● **TASK**:
Locate each line with the string "Remote" in the listing below and copy it.

● **RECORD EXTRACTS**:
────────────────

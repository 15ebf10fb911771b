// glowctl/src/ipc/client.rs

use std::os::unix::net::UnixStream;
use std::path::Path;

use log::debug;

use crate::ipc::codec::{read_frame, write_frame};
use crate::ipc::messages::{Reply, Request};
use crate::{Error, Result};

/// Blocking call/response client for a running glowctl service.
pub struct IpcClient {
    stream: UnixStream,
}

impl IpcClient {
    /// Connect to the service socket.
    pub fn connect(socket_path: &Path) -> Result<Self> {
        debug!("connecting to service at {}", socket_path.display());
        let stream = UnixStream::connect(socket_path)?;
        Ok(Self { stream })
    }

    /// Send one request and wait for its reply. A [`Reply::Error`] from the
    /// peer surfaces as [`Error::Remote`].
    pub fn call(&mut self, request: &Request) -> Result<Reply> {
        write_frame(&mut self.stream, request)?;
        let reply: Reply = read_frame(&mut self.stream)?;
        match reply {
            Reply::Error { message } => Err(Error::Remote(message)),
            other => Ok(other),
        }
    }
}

────────────────

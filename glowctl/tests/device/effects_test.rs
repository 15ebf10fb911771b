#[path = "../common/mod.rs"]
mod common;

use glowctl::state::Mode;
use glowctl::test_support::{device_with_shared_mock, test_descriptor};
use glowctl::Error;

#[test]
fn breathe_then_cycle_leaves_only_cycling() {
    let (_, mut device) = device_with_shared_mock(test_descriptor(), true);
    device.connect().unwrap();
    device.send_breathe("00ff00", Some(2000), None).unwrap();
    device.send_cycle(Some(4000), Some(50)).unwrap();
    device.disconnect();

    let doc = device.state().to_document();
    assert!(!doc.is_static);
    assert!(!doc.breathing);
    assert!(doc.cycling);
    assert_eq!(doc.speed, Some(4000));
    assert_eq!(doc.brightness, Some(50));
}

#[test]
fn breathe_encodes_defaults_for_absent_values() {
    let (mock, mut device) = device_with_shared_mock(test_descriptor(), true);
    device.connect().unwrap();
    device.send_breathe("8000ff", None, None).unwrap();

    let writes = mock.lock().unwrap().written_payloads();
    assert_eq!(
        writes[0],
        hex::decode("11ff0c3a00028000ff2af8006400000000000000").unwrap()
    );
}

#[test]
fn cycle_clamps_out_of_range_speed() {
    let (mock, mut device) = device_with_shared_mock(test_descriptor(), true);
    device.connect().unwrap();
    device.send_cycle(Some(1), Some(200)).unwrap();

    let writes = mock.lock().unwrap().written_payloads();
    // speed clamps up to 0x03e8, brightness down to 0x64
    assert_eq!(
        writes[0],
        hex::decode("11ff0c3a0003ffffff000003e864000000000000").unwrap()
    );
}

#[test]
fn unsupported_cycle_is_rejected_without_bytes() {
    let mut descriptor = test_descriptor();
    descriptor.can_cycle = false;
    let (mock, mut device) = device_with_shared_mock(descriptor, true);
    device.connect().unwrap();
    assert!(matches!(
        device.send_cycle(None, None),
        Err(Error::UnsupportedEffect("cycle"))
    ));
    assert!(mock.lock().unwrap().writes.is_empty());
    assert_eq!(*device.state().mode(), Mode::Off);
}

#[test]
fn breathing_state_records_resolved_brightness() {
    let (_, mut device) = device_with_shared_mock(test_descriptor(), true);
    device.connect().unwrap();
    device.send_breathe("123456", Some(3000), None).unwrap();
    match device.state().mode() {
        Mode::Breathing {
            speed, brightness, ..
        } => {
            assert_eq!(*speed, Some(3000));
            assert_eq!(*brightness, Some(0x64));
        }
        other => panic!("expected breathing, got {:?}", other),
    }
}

────────────────

● **REPLY TO THE EXERCISE**:
    /// peer surfaces as [`Error::Remote`].
            Reply::Error { message } => Err(Error::Remote(message)),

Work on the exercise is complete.